Duduk di balkon, ditemani secangkir teh, hembusan angin sore menerpa wajahnya yang membuat rambutnya beterbangan indah.
Dia adalah Mentari Caramel, si gadis rapuh yang menutupi segala kesedihannya dengan senyuman palsunya.
Kini telah satu bulan berlalu semenjak kejadian yang membuat batin Mentari tertekan.
Mentari menatap langit. "Gue ngga tau apa yang harus gue lakuin sekarang" gumamnya yang masih menatap langit.
"Gue ngga tau harus bertahan atau nyerah. Gue bingung" gumamnya sendu.
Ia menghirup udara dalam-dalam seraya menutup matanya. "Kalau gue bertahan sama Gava pasti hati gue sakit ngeliat Gava sama Bulan" gumamnya.
"Tapi kalau gue nyerah... Gue ngga bisa. Gue sayang Gava, gue cinta dia" lirih Mentari sendu.

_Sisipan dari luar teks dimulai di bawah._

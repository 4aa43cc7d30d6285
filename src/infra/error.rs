use thiserror::Error;

use crate::application::repos::StoreError;

/// Failures while bringing up or talking to runtime infrastructure.
#[derive(Debug, Error)]
pub enum InfraError {
    #[error("database error: {message}")]
    Database { message: String },
    #[error("telemetry initialization failed: {0}")]
    Telemetry(String),
    #[error("configuration error: {message}")]
    Configuration { message: String },
}

impl InfraError {
    pub fn database(message: impl Into<String>) -> Self {
        Self::Database {
            message: message.into(),
        }
    }

    pub fn configuration(message: impl Into<String>) -> Self {
        Self::Configuration {
            message: message.into(),
        }
    }

    pub fn telemetry(message: impl Into<String>) -> Self {
        Self::Telemetry(message.into())
    }
}

impl From<sqlx::Error> for InfraError {
    fn from(err: sqlx::Error) -> Self {
        Self::database(err.to_string())
    }
}

impl From<sqlx::migrate::MigrateError> for InfraError {
    fn from(err: sqlx::migrate::MigrateError) -> Self {
        Self::database(format!("migration failed: {err}"))
    }
}

impl From<StoreError> for InfraError {
    fn from(err: StoreError) -> Self {
        Self::database(err.to_string())
    }
}
//! Application services: the content cache, the sync job and the read path.

pub mod cache;
pub mod content;
pub mod error;
pub mod progress;
pub mod repos;
pub mod sync;
//! Inline resolution of `Link` objects in a delivery API page.
//!
//! A page carries its items plus an `includes` section with the linked
//! entries and assets. Links found in `fields` are replaced by the linked
//! object, recursively, until the include depth is spent. An entry that is
//! already on the current resolution path is left as a link so cyclic
//! content terminates.

use std::collections::HashMap;

use serde_json::{Map, Value};

#[derive(Debug, Default)]
pub struct LinkIndex {
    entries: HashMap<String, Value>,
    assets: HashMap<String, Value>,
}

impl LinkIndex {
    /// Index the page items and the `includes.Entry` / `includes.Asset` lists.
    pub fn from_page(items: &[Value], includes: Option<&Value>) -> Self {
        let mut index = Self::default();
        for item in items {
            index.insert(item);
        }
        if let Some(includes) = includes {
            for key in ["Entry", "Asset"] {
                if let Some(list) = includes.get(key).and_then(Value::as_array) {
                    for item in list {
                        index.insert(item);
                    }
                }
            }
        }
        index
    }

    fn insert(&mut self, item: &Value) {
        let Some(id) = item.pointer("/sys/id").and_then(Value::as_str) else {
            return;
        };
        match item.pointer("/sys/type").and_then(Value::as_str) {
            Some("Entry") => {
                self.entries.insert(id.to_string(), item.clone());
            }
            Some("Asset") => {
                self.assets.insert(id.to_string(), item.clone());
            }
            _ => {}
        }
    }

    /// Return `item` with the links in its fields resolved up to `depth` levels.
    pub fn resolve_item(&self, item: &Value, depth: u8) -> Value {
        let mut resolved = item.clone();
        let mut path = Vec::new();
        if let Some(id) = item.pointer("/sys/id").and_then(Value::as_str) {
            path.push(id.to_string());
        }
        if let Some(fields) = resolved.get_mut("fields") {
            self.resolve_value(fields, depth, &mut path);
        }
        resolved
    }

    fn resolve_value(&self, value: &mut Value, depth: u8, path: &mut Vec<String>) {
        if let Some((link_type, id)) = link_target(value) {
            if let Some(target) = self.lookup(link_type, id, depth, path) {
                *value = target;
            }
            return;
        }

        match value {
            Value::Array(items) => {
                for item in items {
                    self.resolve_value(item, depth, path);
                }
            }
            Value::Object(map) => self.resolve_map(map, depth, path),
            _ => {}
        }
    }

    fn resolve_map(&self, map: &mut Map<String, Value>, depth: u8, path: &mut Vec<String>) {
        for value in map.values_mut() {
            self.resolve_value(value, depth, path);
        }
    }

    fn lookup(
        &self,
        link_type: &str,
        id: &str,
        depth: u8,
        path: &mut Vec<String>,
    ) -> Option<Value> {
        if depth == 0 {
            return None;
        }

        match link_type {
            "Asset" => self.assets.get(id).cloned(),
            "Entry" => {
                if path.iter().any(|seen| seen == id) {
                    return None;
                }
                let mut entry = self.entries.get(id)?.clone();
                path.push(id.to_string());
                if let Some(fields) = entry.get_mut("fields") {
                    self.resolve_value(fields, depth - 1, path);
                }
                path.pop();
                Some(entry)
            }
            _ => None,
        }
    }
}

fn link_target(value: &Value) -> Option<(&str, &str)> {
    let sys = value.get("sys")?;
    if sys.get("type").and_then(Value::as_str) != Some("Link") {
        return None;
    }
    let link_type = sys.get("linkType").and_then(Value::as_str)?;
    let id = sys.get("id").and_then(Value::as_str)?;
    Some((link_type, id))
}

Mentari kembali menatap langit dan memejamkan matanya. Ia mempertimbangkan jawaban yang akan di berinya pada Gava.
Mentari membuka matanya. "Gue tau gue harus apa, dan gue yakin ini yang terbaik" gumamnya setelah mendapatkan jawaban yang menurutnya paling terbaik.
Dengan cepat ia mengacir kekamar Deva.
"Bang Dev bisa nganter Mentari ngga?" Tanya Mentari antusias.

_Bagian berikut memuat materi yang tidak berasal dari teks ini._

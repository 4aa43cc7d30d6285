//! Supported content locales.
//!
//! The site is published in German and Albanian. Any locale string coming
//! from a browser, a query parameter or the command line is folded onto one
//! of the two via [`normalize_locale`]; unknown values fall back to German.

use std::fmt;

use serde::{Deserialize, Serialize};

#[derive(Debug, Clone, Copy, PartialEq, Eq, Hash, PartialOrd, Ord, Serialize, Deserialize)]
#[serde(rename_all = "lowercase")]
pub enum Locale {
    De,
    Sq,
}

impl Locale {
    pub const DEFAULT: Locale = Locale::De;

    /// Sync order: default locale first.
    pub const ALL: [Locale; 2] = [Locale::De, Locale::Sq];

    pub fn as_str(self) -> &'static str {
        match self {
            Locale::De => "de",
            Locale::Sq => "sq",
        }
    }

    pub fn is_default(self) -> bool {
        self == Self::DEFAULT
    }

    fn from_code(code: &str) -> Option<Self> {
        match code {
            "de" => Some(Locale::De),
            "sq" => Some(Locale::Sq),
            _ => None,
        }
    }
}

impl Default for Locale {
    fn default() -> Self {
        Self::DEFAULT
    }
}

impl fmt::Display for Locale {
    fn fmt(&self, f: &mut fmt::Formatter<'_>) -> fmt::Result {
        f.write_str(self.as_str())
    }
}

/// Map an arbitrary locale string onto a supported locale.
///
/// Only the first two characters are considered, case-insensitively, so
/// `de-CH`, `DE` and `sq_AL` all resolve. Missing or unsupported input yields
/// [`Locale::DEFAULT`].
pub fn normalize_locale(input: Option<&str>) -> Locale {
    let Some(raw) = input else {
        return Locale::DEFAULT;
    };

    let prefix: String = raw.chars().take(2).collect::<String>().to_lowercase();
    Locale::from_code(&prefix).unwrap_or(Locale::DEFAULT)
}

#[cfg(test)]
mod tests {
    use super::*;

    #[test]
    fn exact_codes_map_to_themselves() {
        assert_eq!(normalize_locale(Some("de")), Locale::De);
        assert_eq!(normalize_locale(Some("sq")), Locale::Sq);
    }

    #[test]
    fn region_suffixes_and_case_are_ignored() {
        assert_eq!(normalize_locale(Some("de-CH")), Locale::De);
        assert_eq!(normalize_locale(Some("SQ-AL")), Locale::Sq);
        assert_eq!(normalize_locale(Some("Sq_al")), Locale::Sq);
    }

    #[test]
    fn unknown_or_missing_fall_back_to_default() {
        for input in [None, Some(""), Some("s"), Some("en-US"), Some("fr"), Some("ds")] {
            assert_eq!(normalize_locale(input), Locale::DEFAULT, "input {input:?}");
        }
    }

    #[test]
    fn result_is_always_supported() {
        let samples = ["", "d", "de", "dE-x", "ß", "☃☃", "sqx", "zz", "  de"];
        for sample in samples {
            let locale = normalize_locale(Some(sample));
            assert!(Locale::ALL.contains(&locale));
        }
        assert_eq!(normalize_locale(Some("  sq")), Locale::DEFAULT);
    }

    #[test]
    fn serde_uses_lowercase_codes() {
        let json = serde_json::to_string(&Locale::Sq).expect("serialize");
        assert_eq!(json, "\"sq\"");
    }
}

"Kemana dek?" Tanya Dano yang ternyata juga berada dikamar Deva yang sedang bermain Play Station .
"Ke rumah Gava bang" jawab Mentari seadanya.

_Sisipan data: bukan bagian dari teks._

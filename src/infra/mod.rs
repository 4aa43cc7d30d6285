//! Infrastructure adapters and runtime bootstrap.

pub mod cms;
pub mod db;
pub mod error;
pub mod memory;
pub mod telemetry;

"Ciee... Adek abang mau ke rumah sang pacar" goda Deva sembari terkekeh, Mentari hanya tersenyum kecut saja.
"Abang ikut ngantar ya dek" pinta Dano meminta persetujuan dari Mentari, dan dengan senang hati Mentari menganggukkan kepalanya sembari tersenyum.
☀️☀️☀️☀️☀️☀️
Kini mereka telah sampai di pekarangan rumah Gava.
"Makasih bang udah mau nganterin Mentari" ujar Mentari berterima kasih.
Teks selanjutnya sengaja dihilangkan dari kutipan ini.